Data for this exercise Block Start

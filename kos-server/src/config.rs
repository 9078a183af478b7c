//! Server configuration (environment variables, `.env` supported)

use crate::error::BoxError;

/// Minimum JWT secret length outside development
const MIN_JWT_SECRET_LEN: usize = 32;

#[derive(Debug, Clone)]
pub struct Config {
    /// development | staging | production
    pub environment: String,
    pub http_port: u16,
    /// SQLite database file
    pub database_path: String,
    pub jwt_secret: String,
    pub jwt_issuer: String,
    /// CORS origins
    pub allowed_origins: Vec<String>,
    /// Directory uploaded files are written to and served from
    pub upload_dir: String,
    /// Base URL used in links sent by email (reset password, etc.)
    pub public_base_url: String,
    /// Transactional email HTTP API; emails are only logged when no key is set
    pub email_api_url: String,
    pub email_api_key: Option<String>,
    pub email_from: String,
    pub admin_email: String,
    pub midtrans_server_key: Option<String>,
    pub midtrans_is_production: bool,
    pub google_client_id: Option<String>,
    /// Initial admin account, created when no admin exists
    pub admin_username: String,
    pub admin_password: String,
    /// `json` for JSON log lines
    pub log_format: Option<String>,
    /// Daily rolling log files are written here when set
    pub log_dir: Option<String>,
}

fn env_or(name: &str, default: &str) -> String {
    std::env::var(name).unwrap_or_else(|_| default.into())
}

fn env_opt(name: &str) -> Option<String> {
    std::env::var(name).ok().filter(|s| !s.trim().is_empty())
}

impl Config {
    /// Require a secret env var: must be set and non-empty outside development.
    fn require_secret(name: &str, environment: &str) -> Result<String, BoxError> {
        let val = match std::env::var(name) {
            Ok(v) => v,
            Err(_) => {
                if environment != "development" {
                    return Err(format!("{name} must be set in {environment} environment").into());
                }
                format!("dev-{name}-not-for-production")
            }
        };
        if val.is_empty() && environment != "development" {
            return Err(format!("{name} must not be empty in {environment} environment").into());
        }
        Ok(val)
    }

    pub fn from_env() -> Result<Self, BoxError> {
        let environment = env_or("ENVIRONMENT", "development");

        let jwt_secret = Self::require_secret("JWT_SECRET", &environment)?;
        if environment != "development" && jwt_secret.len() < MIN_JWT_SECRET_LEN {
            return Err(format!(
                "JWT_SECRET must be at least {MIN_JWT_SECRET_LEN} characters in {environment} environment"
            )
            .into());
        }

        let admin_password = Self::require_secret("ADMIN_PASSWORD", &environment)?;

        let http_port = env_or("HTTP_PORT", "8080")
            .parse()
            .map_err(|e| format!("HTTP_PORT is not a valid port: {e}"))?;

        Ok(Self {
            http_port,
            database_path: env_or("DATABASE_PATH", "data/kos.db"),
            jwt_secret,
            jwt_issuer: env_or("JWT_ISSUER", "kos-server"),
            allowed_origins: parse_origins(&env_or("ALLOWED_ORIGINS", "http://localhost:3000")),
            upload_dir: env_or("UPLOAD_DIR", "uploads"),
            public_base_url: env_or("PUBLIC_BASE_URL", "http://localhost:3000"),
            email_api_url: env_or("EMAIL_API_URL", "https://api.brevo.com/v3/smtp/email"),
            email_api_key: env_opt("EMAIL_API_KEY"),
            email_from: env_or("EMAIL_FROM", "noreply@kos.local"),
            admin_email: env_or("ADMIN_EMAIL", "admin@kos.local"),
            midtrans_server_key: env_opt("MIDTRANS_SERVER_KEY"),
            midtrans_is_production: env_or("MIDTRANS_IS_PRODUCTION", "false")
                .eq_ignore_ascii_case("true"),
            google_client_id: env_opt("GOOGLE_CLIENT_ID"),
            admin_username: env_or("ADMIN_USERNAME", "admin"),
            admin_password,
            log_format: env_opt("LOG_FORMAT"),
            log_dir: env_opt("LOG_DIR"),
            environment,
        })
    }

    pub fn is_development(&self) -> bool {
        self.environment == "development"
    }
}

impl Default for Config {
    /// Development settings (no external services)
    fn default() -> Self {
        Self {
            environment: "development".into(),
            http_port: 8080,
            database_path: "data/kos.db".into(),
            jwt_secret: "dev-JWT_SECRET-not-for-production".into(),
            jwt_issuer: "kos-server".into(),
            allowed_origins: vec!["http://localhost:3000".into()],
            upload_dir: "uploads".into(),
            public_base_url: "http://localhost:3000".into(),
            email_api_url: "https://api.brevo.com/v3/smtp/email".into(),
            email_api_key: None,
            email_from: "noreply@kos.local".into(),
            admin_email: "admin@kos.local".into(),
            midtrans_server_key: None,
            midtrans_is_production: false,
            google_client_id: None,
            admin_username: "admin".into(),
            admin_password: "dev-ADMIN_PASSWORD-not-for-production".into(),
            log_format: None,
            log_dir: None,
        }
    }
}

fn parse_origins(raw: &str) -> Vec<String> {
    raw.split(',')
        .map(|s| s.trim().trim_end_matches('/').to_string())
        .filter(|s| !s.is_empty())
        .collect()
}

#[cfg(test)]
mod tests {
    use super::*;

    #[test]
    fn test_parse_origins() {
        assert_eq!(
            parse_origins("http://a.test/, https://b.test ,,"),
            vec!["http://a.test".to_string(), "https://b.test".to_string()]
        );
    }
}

Data for this exercise Block End
Data for this exercise Block Start

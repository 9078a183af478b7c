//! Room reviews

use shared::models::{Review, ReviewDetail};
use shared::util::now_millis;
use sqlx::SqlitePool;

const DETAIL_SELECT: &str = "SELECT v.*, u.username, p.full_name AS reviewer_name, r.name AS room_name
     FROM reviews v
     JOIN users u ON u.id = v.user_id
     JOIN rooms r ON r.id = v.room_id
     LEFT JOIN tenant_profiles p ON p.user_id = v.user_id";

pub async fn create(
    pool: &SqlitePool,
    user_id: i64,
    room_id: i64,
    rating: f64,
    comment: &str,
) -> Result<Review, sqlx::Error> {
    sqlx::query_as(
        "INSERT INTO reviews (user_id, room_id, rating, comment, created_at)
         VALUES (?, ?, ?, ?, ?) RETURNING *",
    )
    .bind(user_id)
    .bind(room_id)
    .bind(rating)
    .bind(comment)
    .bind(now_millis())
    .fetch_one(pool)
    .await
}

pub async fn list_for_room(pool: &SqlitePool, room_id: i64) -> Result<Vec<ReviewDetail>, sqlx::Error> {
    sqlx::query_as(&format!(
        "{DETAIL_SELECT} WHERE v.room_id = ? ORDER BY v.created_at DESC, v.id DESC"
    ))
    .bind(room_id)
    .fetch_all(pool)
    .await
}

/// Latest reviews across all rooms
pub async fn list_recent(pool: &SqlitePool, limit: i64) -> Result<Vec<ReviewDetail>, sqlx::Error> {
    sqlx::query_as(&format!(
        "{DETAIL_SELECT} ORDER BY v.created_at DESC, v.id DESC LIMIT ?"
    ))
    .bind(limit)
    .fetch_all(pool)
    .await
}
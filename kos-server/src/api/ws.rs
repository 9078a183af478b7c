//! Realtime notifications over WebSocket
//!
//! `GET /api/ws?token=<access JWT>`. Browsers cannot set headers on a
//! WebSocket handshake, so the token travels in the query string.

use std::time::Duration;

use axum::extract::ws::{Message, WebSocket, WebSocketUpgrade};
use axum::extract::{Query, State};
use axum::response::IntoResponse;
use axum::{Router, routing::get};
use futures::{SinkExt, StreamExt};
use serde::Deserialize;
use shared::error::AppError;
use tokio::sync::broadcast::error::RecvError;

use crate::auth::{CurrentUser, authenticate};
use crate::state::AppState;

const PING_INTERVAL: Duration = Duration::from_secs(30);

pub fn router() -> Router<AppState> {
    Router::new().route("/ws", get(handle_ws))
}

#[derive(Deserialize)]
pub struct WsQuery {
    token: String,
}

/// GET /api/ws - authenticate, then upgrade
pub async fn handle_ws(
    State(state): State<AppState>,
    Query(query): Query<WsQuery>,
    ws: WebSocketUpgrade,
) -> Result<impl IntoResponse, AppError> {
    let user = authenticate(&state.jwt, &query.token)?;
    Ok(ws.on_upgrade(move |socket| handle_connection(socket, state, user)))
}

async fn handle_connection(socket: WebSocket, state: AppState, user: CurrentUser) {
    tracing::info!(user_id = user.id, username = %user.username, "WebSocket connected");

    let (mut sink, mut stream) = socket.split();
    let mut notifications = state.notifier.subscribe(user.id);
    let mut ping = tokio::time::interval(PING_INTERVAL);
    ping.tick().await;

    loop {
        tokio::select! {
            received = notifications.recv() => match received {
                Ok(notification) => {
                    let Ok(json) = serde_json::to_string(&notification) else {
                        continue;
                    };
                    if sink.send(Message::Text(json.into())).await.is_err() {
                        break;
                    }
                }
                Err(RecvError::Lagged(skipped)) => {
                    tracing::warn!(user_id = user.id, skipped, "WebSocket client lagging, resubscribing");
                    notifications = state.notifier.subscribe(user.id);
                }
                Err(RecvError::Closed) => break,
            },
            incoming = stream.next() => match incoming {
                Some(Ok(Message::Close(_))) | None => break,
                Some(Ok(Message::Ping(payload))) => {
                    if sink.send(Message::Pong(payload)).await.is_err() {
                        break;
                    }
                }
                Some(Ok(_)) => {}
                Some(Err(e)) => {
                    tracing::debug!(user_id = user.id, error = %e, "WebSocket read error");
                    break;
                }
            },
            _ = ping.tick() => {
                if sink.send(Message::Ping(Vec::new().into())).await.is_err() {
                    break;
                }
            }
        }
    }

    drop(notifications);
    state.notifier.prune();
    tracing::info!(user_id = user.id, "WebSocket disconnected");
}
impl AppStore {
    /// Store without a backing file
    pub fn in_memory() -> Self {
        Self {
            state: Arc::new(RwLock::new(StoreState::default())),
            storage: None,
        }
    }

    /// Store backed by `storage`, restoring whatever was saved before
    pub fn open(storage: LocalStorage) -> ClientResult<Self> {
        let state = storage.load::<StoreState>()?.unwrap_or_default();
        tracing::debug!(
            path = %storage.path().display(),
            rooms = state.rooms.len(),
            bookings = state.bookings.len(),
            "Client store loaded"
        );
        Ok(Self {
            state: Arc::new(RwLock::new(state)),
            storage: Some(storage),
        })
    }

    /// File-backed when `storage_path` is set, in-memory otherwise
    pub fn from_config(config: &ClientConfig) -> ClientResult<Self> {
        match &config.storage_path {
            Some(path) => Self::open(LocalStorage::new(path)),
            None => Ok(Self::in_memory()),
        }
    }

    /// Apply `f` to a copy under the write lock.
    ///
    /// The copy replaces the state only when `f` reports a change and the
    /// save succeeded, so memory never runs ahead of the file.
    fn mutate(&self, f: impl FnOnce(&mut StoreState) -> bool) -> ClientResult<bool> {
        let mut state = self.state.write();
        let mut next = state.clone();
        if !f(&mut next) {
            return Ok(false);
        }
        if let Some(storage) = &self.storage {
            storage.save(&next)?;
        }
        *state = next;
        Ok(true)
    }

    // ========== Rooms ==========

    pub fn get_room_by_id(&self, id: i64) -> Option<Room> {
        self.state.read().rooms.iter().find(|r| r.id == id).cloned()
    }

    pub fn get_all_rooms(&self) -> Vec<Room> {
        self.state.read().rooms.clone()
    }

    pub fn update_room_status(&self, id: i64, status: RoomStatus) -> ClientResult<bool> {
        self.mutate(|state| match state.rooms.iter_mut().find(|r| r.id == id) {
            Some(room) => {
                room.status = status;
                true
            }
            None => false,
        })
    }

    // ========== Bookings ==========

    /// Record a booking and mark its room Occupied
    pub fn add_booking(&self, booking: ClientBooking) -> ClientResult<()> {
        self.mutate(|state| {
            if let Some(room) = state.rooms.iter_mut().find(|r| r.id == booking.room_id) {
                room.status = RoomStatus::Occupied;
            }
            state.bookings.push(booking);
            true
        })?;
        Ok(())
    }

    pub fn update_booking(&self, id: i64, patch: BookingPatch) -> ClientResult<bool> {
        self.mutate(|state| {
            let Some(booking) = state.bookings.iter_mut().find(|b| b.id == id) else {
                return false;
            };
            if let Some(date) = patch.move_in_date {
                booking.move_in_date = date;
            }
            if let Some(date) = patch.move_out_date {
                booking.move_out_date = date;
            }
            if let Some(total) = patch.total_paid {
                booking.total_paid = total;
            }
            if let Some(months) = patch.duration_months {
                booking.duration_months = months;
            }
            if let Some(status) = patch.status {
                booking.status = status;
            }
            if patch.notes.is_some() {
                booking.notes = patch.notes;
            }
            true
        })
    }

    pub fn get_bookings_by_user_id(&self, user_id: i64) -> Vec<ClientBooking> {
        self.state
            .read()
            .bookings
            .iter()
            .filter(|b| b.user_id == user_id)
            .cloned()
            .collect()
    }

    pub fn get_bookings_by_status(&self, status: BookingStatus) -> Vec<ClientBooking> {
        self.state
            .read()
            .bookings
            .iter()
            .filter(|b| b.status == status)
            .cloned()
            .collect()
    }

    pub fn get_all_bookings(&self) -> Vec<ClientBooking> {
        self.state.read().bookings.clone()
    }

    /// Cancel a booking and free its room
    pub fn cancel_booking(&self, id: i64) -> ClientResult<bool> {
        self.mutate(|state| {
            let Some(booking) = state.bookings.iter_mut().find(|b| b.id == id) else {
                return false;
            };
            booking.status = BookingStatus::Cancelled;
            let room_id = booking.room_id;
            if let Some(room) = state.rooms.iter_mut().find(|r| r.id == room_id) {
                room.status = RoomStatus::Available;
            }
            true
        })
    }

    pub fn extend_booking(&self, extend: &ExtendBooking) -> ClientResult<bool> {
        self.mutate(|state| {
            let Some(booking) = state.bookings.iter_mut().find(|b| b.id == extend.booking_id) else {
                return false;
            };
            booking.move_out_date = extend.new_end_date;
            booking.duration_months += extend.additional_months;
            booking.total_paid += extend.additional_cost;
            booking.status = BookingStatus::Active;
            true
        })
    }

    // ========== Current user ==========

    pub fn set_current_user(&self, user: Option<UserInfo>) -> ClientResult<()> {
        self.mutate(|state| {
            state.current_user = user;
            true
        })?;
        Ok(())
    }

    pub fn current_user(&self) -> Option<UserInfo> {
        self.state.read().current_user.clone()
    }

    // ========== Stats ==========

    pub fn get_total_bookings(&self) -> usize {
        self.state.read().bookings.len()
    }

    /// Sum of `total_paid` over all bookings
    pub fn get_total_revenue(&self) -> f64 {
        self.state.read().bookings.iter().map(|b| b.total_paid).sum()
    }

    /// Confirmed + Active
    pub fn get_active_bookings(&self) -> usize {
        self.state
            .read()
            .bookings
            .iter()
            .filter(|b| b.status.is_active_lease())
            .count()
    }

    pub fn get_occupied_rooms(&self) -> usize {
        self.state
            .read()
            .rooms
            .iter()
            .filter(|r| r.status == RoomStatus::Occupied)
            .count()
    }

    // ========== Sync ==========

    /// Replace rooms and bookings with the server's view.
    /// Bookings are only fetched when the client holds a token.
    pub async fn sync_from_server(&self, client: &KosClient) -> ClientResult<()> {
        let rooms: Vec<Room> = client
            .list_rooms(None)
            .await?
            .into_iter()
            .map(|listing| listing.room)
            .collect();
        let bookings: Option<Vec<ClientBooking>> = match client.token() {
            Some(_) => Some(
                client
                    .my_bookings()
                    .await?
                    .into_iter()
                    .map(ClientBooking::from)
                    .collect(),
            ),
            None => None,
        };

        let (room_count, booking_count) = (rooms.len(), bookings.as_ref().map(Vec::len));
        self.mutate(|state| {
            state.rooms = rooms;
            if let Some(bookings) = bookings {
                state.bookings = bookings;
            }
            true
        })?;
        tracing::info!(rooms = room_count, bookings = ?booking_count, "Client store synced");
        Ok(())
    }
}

Data for this exercise Block End
Data for this exercise Block Start

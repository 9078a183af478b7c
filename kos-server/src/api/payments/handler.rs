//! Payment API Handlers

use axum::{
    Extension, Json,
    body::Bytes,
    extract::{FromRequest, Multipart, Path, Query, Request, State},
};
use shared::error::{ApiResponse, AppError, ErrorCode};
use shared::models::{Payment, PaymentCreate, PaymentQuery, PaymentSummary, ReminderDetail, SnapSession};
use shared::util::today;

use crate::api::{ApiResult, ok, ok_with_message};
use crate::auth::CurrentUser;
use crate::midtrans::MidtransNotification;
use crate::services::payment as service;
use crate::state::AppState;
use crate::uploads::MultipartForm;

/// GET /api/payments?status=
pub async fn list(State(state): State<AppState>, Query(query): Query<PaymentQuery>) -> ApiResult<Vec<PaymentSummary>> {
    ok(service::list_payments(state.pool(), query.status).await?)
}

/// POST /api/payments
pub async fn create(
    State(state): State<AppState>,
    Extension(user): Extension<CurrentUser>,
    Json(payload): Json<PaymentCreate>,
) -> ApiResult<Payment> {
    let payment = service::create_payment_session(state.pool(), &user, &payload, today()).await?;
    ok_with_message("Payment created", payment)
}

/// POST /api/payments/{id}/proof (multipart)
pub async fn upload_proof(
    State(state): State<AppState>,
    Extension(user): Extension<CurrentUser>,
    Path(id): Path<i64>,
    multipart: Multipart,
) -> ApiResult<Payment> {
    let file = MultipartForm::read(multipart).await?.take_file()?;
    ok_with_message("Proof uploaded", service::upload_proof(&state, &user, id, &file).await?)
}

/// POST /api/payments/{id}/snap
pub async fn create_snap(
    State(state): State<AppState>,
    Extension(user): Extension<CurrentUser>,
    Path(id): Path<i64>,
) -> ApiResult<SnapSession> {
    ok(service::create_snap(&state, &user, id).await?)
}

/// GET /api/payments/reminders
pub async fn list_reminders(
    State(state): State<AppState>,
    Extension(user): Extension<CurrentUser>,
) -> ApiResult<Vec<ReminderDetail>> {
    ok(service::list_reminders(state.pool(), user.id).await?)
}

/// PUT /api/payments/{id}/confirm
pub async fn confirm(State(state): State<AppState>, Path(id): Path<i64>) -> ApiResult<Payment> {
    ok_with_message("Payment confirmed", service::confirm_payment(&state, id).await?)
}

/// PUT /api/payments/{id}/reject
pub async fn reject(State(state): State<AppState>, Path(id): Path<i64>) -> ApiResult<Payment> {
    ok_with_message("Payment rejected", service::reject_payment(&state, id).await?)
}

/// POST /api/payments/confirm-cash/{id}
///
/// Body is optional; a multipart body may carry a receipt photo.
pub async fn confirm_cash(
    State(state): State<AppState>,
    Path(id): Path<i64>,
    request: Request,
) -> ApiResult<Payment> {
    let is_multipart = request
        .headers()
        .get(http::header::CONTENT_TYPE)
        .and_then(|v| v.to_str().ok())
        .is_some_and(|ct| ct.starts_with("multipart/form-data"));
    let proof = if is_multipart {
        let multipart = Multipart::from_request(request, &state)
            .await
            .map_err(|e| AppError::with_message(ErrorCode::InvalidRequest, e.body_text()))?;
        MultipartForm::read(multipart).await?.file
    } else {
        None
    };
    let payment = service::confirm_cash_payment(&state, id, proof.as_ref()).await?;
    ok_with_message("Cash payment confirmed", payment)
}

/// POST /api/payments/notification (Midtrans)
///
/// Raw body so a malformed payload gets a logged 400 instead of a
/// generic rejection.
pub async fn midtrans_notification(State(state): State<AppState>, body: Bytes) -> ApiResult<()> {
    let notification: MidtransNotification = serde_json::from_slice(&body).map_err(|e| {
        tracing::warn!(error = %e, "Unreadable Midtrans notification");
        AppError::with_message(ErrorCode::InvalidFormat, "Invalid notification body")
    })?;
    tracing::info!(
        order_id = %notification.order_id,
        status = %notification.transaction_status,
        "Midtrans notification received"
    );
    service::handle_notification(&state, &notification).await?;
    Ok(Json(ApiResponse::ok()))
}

Data for this exercise Block End

Present each line from the listing that holds the string "written".

    /// Directory uploaded files are written to and served from
    /// Daily rolling log files are written here when set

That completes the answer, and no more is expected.